The smell of baby wipes is nauseating. DOES THAT MEAN I'M KNOCKED UP?? No-no, shhhh, they just smell horrible. Calm down. Calm down.
As you can see, i'm a mess. So why not take this moment to take a walk down memory lane of lies i have told in my life. This is so dumb. Whatever, right? It's Monday.
1.) I was a lifeguard.
I was not a lifeguard. I worked at a lake. I worked in the snack bar. And i can whip you up one of the best cheese steaks and cheese fries you've ever had.
2.) I was asked to be a model.
No, i wasn't. Well, once i had a very -VERY creepy man ask me if he could drawl me because he did sci-fi cartoon strips. But i told someone (ok a boyfriend) that i was asked to be a model. Now, this was only because he wouldn't stop talking about some girl at his school who was one.

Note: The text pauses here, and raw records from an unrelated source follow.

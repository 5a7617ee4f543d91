use std::fs;
use std::io::{self, Write};
use std::path::{Path, PathBuf};
use std::time::Duration;

use serde::Serialize;
use tempfile::NamedTempFile;
use tracing::{info, warn};

use crate::io::lock::{DEFAULT_LOCK_TIMEOUT, FileLock, LockError};
use crate::io::workspace::{Workspace, WorkspaceError};
use crate::model::operation::LabelOperation;
use crate::model::snapshot::{Snapshot, TaskRecord};
use crate::model::tag::NodeKind;

/// Source of snapshots and sink for the operations computed from them
pub trait SnapshotStore {
    fn fetch(&self) -> Result<Snapshot, StoreError>;

    /// Apply `operations` if the store is still at `expected_revision`.
    /// Operations that cannot be applied are reported, not fatal.
    fn apply(
        &self,
        operations: &[LabelOperation],
        expected_revision: u64,
    ) -> Result<ApplyReport, StoreError>;
}

#[derive(Debug, thiserror::Error)]
pub enum StoreError {
    #[error("snapshot changed since it was read (expected revision {expected}, found {found})")]
    Stale { expected: u64, found: u64 },
    #[error(transparent)]
    Workspace(#[from] WorkspaceError),
    #[error(transparent)]
    Lock(#[from] LockError),
}

/// What happened to one batch of operations
#[derive(Debug, Clone, Default, PartialEq, Eq, Serialize)]
pub struct ApplyReport {
    /// Revision after the write
    pub revision: u64,
    pub applied: usize,
    #[serde(skip_serializing_if = "Vec::is_empty")]
    pub failures: Vec<OpFailure>,
}

#[derive(Debug, Clone, PartialEq, Eq, Serialize)]
pub struct OpFailure {
    pub operation: LabelOperation,
    pub reason: String,
}

#[derive(Debug, Clone, PartialEq, Eq, thiserror::Error)]
pub enum ApplyError {
    #[error("no task with id {0}")]
    UnknownTask(String),
    #[error("no {kind} with id {id}")]
    UnknownItem { kind: NodeKind, id: String },
}

fn find_task<'s>(snapshot: &'s mut Snapshot, id: &str) -> Result<&'s mut TaskRecord, ApplyError> {
    snapshot
        .tasks
        .iter_mut()
        .find(|t| t.id == id)
        .ok_or_else(|| ApplyError::UnknownTask(id.to_string()))
}

/// Apply one operation to an in-memory snapshot.
/// Adding a label a task already has (or removing one it lacks) is a no-op.
pub fn apply_operation(snapshot: &mut Snapshot, op: &LabelOperation) -> Result<(), ApplyError> {
    match op {
        LabelOperation::AddLabel { task_id, label } => {
            let task = find_task(snapshot, task_id)?;
            if !task.has_label(label) {
                task.labels.push(label.clone());
            }
        }
        LabelOperation::RemoveLabel { task_id, label } => {
            find_task(snapshot, task_id)?.labels.retain(|l| l != label);
        }
        LabelOperation::ConvertToHeader { task_id } => {
            find_task(snapshot, task_id)?.checkable = false;
        }
        LabelOperation::ConvertToCheckable { task_id } => {
            find_task(snapshot, task_id)?.checkable = true;
        }
        LabelOperation::Rename { item, name } => {
            let unknown = || ApplyError::UnknownItem {
                kind: item.kind,
                id: item.id.clone(),
            };
            let slot = match item.kind {
                NodeKind::Project => snapshot
                    .projects
                    .iter_mut()
                    .find(|p| p.id == item.id)
                    .map(|p| &mut p.name),
                NodeKind::Section => snapshot
                    .sections
                    .iter_mut()
                    .find(|s| s.id == item.id)
                    .map(|s| &mut s.name),
                NodeKind::Task | NodeKind::Subtask => snapshot
                    .tasks
                    .iter_mut()
                    .find(|t| t.id == item.id)
                    .map(|t| &mut t.name),
            };
            *slot.ok_or_else(unknown)? = name.clone();
        }
    }
    Ok(())
}

/// Write `content` to `path` atomically using a temp file + rename.
pub fn atomic_write(path: &Path, content: &[u8]) -> io::Result<()> {
    let dir = path.parent().unwrap_or(Path::new("."));
    let mut tmp = NamedTempFile::new_in(dir)?;
    tmp.write_all(content)?;
    tmp.flush()?;
    tmp.persist(path).map_err(|e| e.error)?;
    Ok(())
}

// ---------------------------------------------------------------------------
// File-backed store
// ---------------------------------------------------------------------------

/// Snapshot kept in `autolabel/snapshot.json`
#[derive(Debug, Clone)]
pub struct FileStore {
    dir: PathBuf,
    path: PathBuf,
    lock_timeout: Duration,
}

impl FileStore {
    pub fn new(workspace: &Workspace) -> Self {
        FileStore {
            dir: workspace.dir.clone(),
            path: workspace.snapshot_path(),
            lock_timeout: DEFAULT_LOCK_TIMEOUT,
        }
    }

    pub fn with_lock_timeout(mut self, timeout: Duration) -> Self {
        self.lock_timeout = timeout;
        self
    }

    fn read(&self) -> Result<Snapshot, WorkspaceError> {
        let text = fs::read_to_string(&self.path).map_err(|e| WorkspaceError::ReadError {
            path: self.path.clone(),
            source: e,
        })?;
        serde_json::from_str(&text).map_err(|e| WorkspaceError::JsonError {
            path: self.path.clone(),
            source: e,
        })
    }

    fn write(&self, snapshot: &Snapshot) -> Result<(), WorkspaceError> {
        let mut json = serde_json::to_string_pretty(snapshot).map_err(|e| WorkspaceError::JsonError {
            path: self.path.clone(),
            source: e,
        })?;
        json.push('\n');
        atomic_write(&self.path, json.as_bytes()).map_err(|e| WorkspaceError::WriteError {
            path: self.path.clone(),
            source: e,
        })
    }
}

impl SnapshotStore for FileStore {
    fn fetch(&self) -> Result<Snapshot, StoreError> {
        Ok(self.read()?)
    }

    fn apply(
        &self,
        operations: &[LabelOperation],
        expected_revision: u64,
    ) -> Result<ApplyReport, StoreError> {
        let _lock = FileLock::acquire(&self.dir, self.lock_timeout)?;
        let mut snapshot = self.read()?;
        if snapshot.revision != expected_revision {
            warn!(
                expected = expected_revision,
                found = snapshot.revision,
                "snapshot moved, refusing stale operations"
            );
            return Err(StoreError::Stale {
                expected: expected_revision,
                found: snapshot.revision,
            });
        }

        let mut report = ApplyReport {
            revision: snapshot.revision,
            ..Default::default()
        };
        if operations.is_empty() {
            return Ok(report);
        }

        for op in operations {
            match apply_operation(&mut snapshot, op) {
                Ok(()) => report.applied += 1,
                Err(e) => {
                    warn!(operation = %op, error = %e, "operation failed");
                    report.failures.push(OpFailure {
                        operation: op.clone(),
                        reason: e.to_string(),
                    });
                }
            }
        }
        snapshot.revision += 1;
        self.write(&snapshot)?;
        report.revision = snapshot.revision;

        info!(
            applied = report.applied,
            failed = report.failures.len(),
            revision = report.revision,
            "applied operations"
        );
        Ok(report)
    }
}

I had to.
3.) My kids had chicken pox.
Nope. I told this to our Dentist because i actually forgot about an appointment, and i panicked. They fired me and sent me a list of other Dentists, but not because of that one. Oh Susanna. You are a mess.
4.) I weighed 125.
Hi. Unless i was 14 at the time, i've probably never weighed that. I wish i did. So, Skii rental place and teen boy who i couldn't tell the truth to because it would have made part of my soul die, NO I'M NOT and NEVER have been, and if i fell and those skiis didn't pop off and i died, it would have been my fault.
5.) I floss daily.
Do i even need to go into this one?
6.) Nooo, honey, that's just a letter from _____ company to tell us we're awesome, don't open it, i'll look at it Monday.
It's not a letter saying how awesome we are. I need to fix that really quick.
So, this is it for the day. Just ridiculous. Now i'm getting back to school for the day with the kids, writing up the grocery list, and waking up #1 to do her school...or...getting more coffee and trying to find a new house.